Iran is preparing for another set of rigged parliamentary elections Friday.
Once again, Iran’s clerical regime has vetoed the candidacies of almost half of the 14,000 would-be office-seekers who registered to run for one of the 290 seats.
The Guardian Council, which must approve candidates, disqualified a record number of them, including a majority of reformists who threaten the entrenched power of Iran’s ruling hard-liners.
The purge left reformists with no candidates eligible to run for 230 of the 290 seats in the Majlis, Iran’s parliament.
The Guardian Council even disqualified 90 current members of the Majlis and barred them from running for reelection.
President Hassan Rouhani, a pragmatic leader who has been undermined by ultra-hard-liners surrounding the supreme leader, Ayatollah Ali Khamenei, criticized the Guardian Council, saying: “This is not an election. It’s an appointment.”
Rouhani, a lame-duck prohibited from running for reelection when his second term expires next year, has been diminished politically by massive protests over fuel price hikes, reduced government subsidies, high unemployment, widespread corruption, and economic stagnation exacerbated by renewed U.S. economic sanctions.
As Iranian journalist Amir Taheri has noted, Iran is the only country in the world—with the possible exception of Zimbabwe—that is poorer than it was 40 years ago.
Although U.S. sanctions have hurt Iran’s economy in recent years, Iran’s economic problems are largely attributable to the economic mismanagement, widespread corruption, and expensive efforts to export Iran’s revolution and build a massive proxy terrorist network under the hard-line Islamist extremists who have dominated Iran since the 1979 revolution.
In November, Iran was shaken by another wave of popular protests against the repressive and increasingly unpopular clerical regime. Spontaneous demonstrations against a fuel price hike escalated rapidly into widespread unrest and calls for the ouster of the regime, before they were brutally repressed.
Rouhani has become increasingly isolated. He has been criticized by many reformists for failing to deliver on pledges to reform Iran’s economy and ease social and political restrictions. He also has raised the ire of hard-liners, who opposed the nuclear agreement negotiated with the Obama administration, as well as his efforts to trim the powers of Iran’s Revolutionary Guards.
The Revolutionary Guards, charged with protecting and expanding Iran’s Islamic Revolution, have become increasingly assertive in carving out their own empire within Iran’s economic, political, military, and foreign policy spheres.
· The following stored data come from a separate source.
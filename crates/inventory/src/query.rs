//! Read-side helpers over full in-memory result sets: search, sort,
//! pagination and dashboard aggregation.

use std::cmp::Ordering;
use std::collections::{BTreeMap, BTreeSet, HashMap};

use chrono::{DateTime, Duration, Utc};
use serde::{Deserialize, Serialize};

use medinv_core::{Entity, ItemId};

use crate::item::{CalibrationStatus, InventoryItem};
use crate::transfer::Transfer;

/// Calibration filter value selecting every item that requires calibration.
pub const REQUIRES_CALIBRATION: &str = "RequiresCalibration";

/// Search filters. `None`, blank, or `"all"` disables a filter.
#[derive(Debug, Clone, Default, Deserialize, PartialEq, Eq)]
#[serde(default)]
pub struct SearchCriteria {
    pub text: Option<String>,
    pub status: Option<String>,
    pub location: Option<String>,
    pub calibration: Option<String>,
}

/// Trimmed filter value, or `None` when blank or `All`.
fn active(filter: &Option<String>) -> Option<&str> {
    filter
        .as_deref()
        .map(str::trim)
        .filter(|v| !v.is_empty() && !v.eq_ignore_ascii_case("all"))
}

/// Apply the criteria in fixed order (text, status, location, calibration).
///
/// Filters are independent (AND); relative order of the input is preserved.
pub fn search(items: Vec<InventoryItem>, criteria: &SearchCriteria) -> Vec<InventoryItem> {
    let mut results = items;

    if let Some(text) = active(&criteria.text) {
        let needle = text.to_lowercase();
        results.retain(|item| {
            item.name.to_lowercase().contains(&needle)
                || item.inventory_code.to_lowercase().contains(&needle)
                || item.serial_number.to_lowercase().contains(&needle)
        });
    }

    if let Some(status) = active(&criteria.status) {
        results.retain(|item| item.status.label() == status);
    }

    if let Some(location) = active(&criteria.location) {
        results.retain(|item| item.current_location == location);
    }

    if let Some(calibration) = active(&criteria.calibration) {
        if calibration == REQUIRES_CALIBRATION {
            results.retain(|item| item.requires_calibration);
        } else {
            results.retain(|item| item.calibration_status().label() == calibration);
        }
    }

    results
}

/// Sortable item fields.
#[derive(Debug, Copy, Clone, PartialEq, Eq, Deserialize)]
#[serde(rename_all = "snake_case")]
pub enum SortField {
    Name,
    InventoryCode,
    SerialNumber,
    Status,
    CurrentLocation,
    CalibrationStatus,
    LastCalibrationDate,
    NextCalibrationDate,
    CreatedAt,
    UpdatedAt,
}

#[derive(Debug, Copy, Clone, PartialEq, Eq, Default, Deserialize)]
#[serde(rename_all = "lowercase")]
pub enum SortDirection {
    #[default]
    Asc,
    Desc,
}

enum SortKey<'a> {
    Text(&'a str),
    Date(Option<DateTime<Utc>>),
}

fn sort_key(item: &InventoryItem, field: SortField) -> SortKey<'_> {
    match field {
        SortField::Name => SortKey::Text(&item.name),
        SortField::InventoryCode => SortKey::Text(&item.inventory_code),
        SortField::SerialNumber => SortKey::Text(&item.serial_number),
        SortField::Status => SortKey::Text(item.status.label()),
        SortField::CurrentLocation => SortKey::Text(&item.current_location),
        SortField::CalibrationStatus => SortKey::Text(item.calibration_status().label()),
        SortField::LastCalibrationDate => SortKey::Date(item.last_calibration_date),
        SortField::NextCalibrationDate => SortKey::Date(item.next_calibration_date),
        SortField::CreatedAt => SortKey::Date(Some(item.created_at())),
        SortField::UpdatedAt => SortKey::Date(Some(item.updated_at())),
    }
}

fn compare_keys(a: &SortKey<'_>, b: &SortKey<'_>) -> Ordering {
    match (a, b) {
        (SortKey::Text(a), SortKey::Text(b)) => a.to_lowercase().cmp(&b.to_lowercase()),
        (SortKey::Date(a), SortKey::Date(b)) => a.cmp(b),
        // Both keys always come from the same field.
        _ => Ordering::Equal,
    }
}

/// Stable sort on one field. Text compares case-insensitively; missing dates
/// sort before present ones in ascending order.
pub fn sort_by(items: &mut [InventoryItem], field: SortField, direction: SortDirection) {
    items.sort_by(|a, b| {
        let ord = compare_keys(&sort_key(a, field), &sort_key(b, field));
        match direction {
            SortDirection::Asc => ord,
            SortDirection::Desc => ord.reverse(),
        }
    });
}

/// One page of a larger result set.
#[derive(Debug, Clone, PartialEq, Eq, Serialize)]
pub struct Page<T> {
    pub items: Vec<T>,
    pub current_page: usize,
    pub total_pages: usize,
    pub total_items: usize,
    pub has_previous: bool,
    pub has_next: bool,
}

/// Slice out a 1-based page. Page 0 is treated as page 1.
pub fn paginate<T>(items: Vec<T>, page: usize, per_page: usize) -> Page<T> {
    let page = page.max(1);
    let per_page = per_page.max(1);
    let total_items = items.len();
    let total_pages = total_items.div_ceil(per_page);

    let start = (page - 1).saturating_mul(per_page);
    let items = items.into_iter().skip(start).take(per_page).collect();

    Page {
        items,
        current_page: page,
        total_pages,
        total_items,
        has_previous: page > 1,
        has_next: page < total_pages,
    }
}

/// Compact item listing used by the dashboard.
#[derive(Debug, Clone, PartialEq, Eq, Serialize)]
pub struct RecentItem {
    pub id: ItemId,
    pub name: String,
    pub inventory_code: String,
    pub status: String,
    pub current_location: String,
    pub calibration_status: String,
    pub updated_at: DateTime<Utc>,
}

/// Most recently updated items first.
pub fn recent_items(mut items: Vec<InventoryItem>, limit: usize) -> Vec<RecentItem> {
    items.sort_by(|a, b| b.updated_at().cmp(&a.updated_at()));
    items
        .into_iter()
        .take(limit)
        .map(|item| RecentItem {
            id: item.id().clone(),
            status: item.status.label().to_string(),
            calibration_status: item.calibration_status().label().to_string(),
            updated_at: item.updated_at(),
            name: item.name,
            inventory_code: item.inventory_code,
            current_location: item.current_location,
        })
        .collect()
}

/// A transfer joined with the name/code of its item.
#[derive(Debug, Clone, PartialEq, Eq, Serialize)]
pub struct TransferView {
    pub id: String,
    pub item_id: String,
    pub item_name: String,
    pub item_code: String,
    pub origin_location: String,
    pub destination_location: String,
    pub transfer_date: DateTime<Utc>,
    pub performed_by: String,
    pub notes: String,
}

/// Newest `limit` transfers, resolved against `items`.
///
/// Transfers whose item no longer exists are kept and shown as `Unknown`.
pub fn recent_transfers(items: &[InventoryItem], mut transfers: Vec<Transfer>, limit: usize) -> Vec<TransferView> {
    let by_id: HashMap<&ItemId, &InventoryItem> = items.iter().map(|i| (i.id(), i)).collect();

    transfers.sort_by(|a, b| b.transfer_date.cmp(&a.transfer_date));
    transfers
        .into_iter()
        .take(limit)
        .map(|t| {
            let item = by_id.get(&t.item_id);
            TransferView {
                id: t.id().to_string(),
                item_id: t.item_id.to_string(),
                item_name: item.map_or_else(|| "Unknown".to_string(), |i| i.name.clone()),
                item_code: item.map_or_else(|| "N/A".to_string(), |i| i.inventory_code.clone()),
                origin_location: t.origin_location().to_string(),
                destination_location: t.destination_location,
                transfer_date: t.transfer_date,
                performed_by: t.performed_by,
                notes: t.notes,
            }
        })
        .collect()
}

/// Transfer history of one item, newest first.
pub fn transfer_history(transfers: Vec<Transfer>, item_id: &ItemId) -> Vec<Transfer> {
    let mut history: Vec<Transfer> = transfers.into_iter().filter(|t| &t.item_id == item_id).collect();
    history.sort_by(|a, b| b.transfer_date.cmp(&a.transfer_date));
    history
}

/// Dashboard aggregation.
#[derive(Debug, Clone, PartialEq, Eq, Serialize)]
pub struct Summary {
    pub total_items: usize,
    pub by_status: BTreeMap<String, usize>,
    pub by_location: BTreeMap<String, usize>,
    pub calibration_overdue: usize,
    pub calibration_due_soon: usize,
    pub recent_transfers: Vec<TransferView>,
}

/// Single pass over `items` plus the newest `recent_n` transfers.
///
/// Calibration counts use the status derived at `now`, so rows saved long ago
/// are still reported correctly.
pub fn summarize(
    items: &[InventoryItem],
    transfers: Vec<Transfer>,
    now: DateTime<Utc>,
    soon_days: i64,
    recent_n: usize,
) -> Summary {
    let horizon = now + Duration::days(soon_days);
    let mut by_status = BTreeMap::new();
    let mut by_location = BTreeMap::new();
    let mut calibration_overdue = 0;
    let mut calibration_due_soon = 0;

    for item in items {
        *by_status.entry(item.status.label().to_string()).or_insert(0) += 1;
        *by_location.entry(item.current_location.clone()).or_insert(0) += 1;

        if !item.requires_calibration {
            continue;
        }
        if item.calibration_status_at(now) == CalibrationStatus::Overdue {
            calibration_overdue += 1;
        } else if item.next_calibration_date.is_some_and(|next| next <= horizon) {
            calibration_due_soon += 1;
        }
    }

    Summary {
        total_items: items.len(),
        by_status,
        by_location,
        calibration_overdue,
        calibration_due_soon,
        recent_transfers: recent_transfers(items, transfers, recent_n),
    }
}

/// Predefined locations plus every location in use, deduplicated and sorted.
pub fn location_options(items: &[InventoryItem], predefined: &[String]) -> Vec<String> {
    predefined
        .iter()
        .cloned()
        .chain(items.iter().map(|i| i.current_location.clone()))
        .filter(|l| !l.trim().is_empty())
        .collect::<BTreeSet<_>>()
        .into_iter()
        .collect()
}

/// Id/name/code/location tuples for item pickers.
#[derive(Debug, Clone, PartialEq, Eq, Serialize)]
pub struct ItemOption {
    pub id: ItemId,
    pub name: String,
    pub code: String,
    pub location: String,
}

pub fn item_options(items: &[InventoryItem]) -> Vec<ItemOption> {
    items
        .iter()
        .map(|i| ItemOption {
            id: i.id().clone(),
            name: i.name.clone(),
            code: i.inventory_code.clone(),
            location: i.current_location.clone(),
        })
        .collect()
}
Since they report directly to Khamenei, not Iran’s president, they prioritize the narrow interests of Iran’s Islamist revolutionary elite over the broader national interests represented by the Iranian state.
A Creeping Coup
The Revolutionary Guards have become increasingly powerful politically. Many hard-line political leaders are veterans of the Revolutionary Guards or the affiliated Basij militia.
Their numbers are likely to increase in the new Majlis, because they are more likely than reformists or independents to gain the approval of the Guardian Council.
Moreover, many reformists are calling for a boycott of the elections, which are designed to favor the clerical regime’s strongest supporters. Reformists have concluded that as long as the Guardian Council blocks their candidates and vetoes their legislation, reform through parliamentary action is impossible.
Instead, an influx of new hard-line members of parliament could reinforce the position of Khamenei and his hard-line inner circle, while greatly complicating Rouhani’s final year in office.
In contrast to Iran’s disillusioned reformists, hard-liners have appealed to their supporters to vote. Khamenei has gone so far as to declare voting to be a “religious duty” and seeks to bolster the perceived legitimacy of Iran’s increasingly repressive political system by hailing the election as a vote of confidence in the regime.
But using voter turnout as a litmus test for legitimacy could backfire if the turnout falls below the 62% turnout in the 2016 parliamentary election or the 66% turnout in 2012.
Lower turnout, however, could accelerate the Revolutionary Guards slow-motion coup against the state.
The Revolutionary Guards already have made major inroads in penetrating Iran’s construction industry, oil sector, and port operations, as well as the military, intelligence, and internal security operations of the regime.
The rigged elections are likely to further enhance their influence within the Majlis.
Such an outcome will reinforce the conclusion of many Iranians that the only vote that matters is that of Khamenei, who has absolute veto power over all major issues.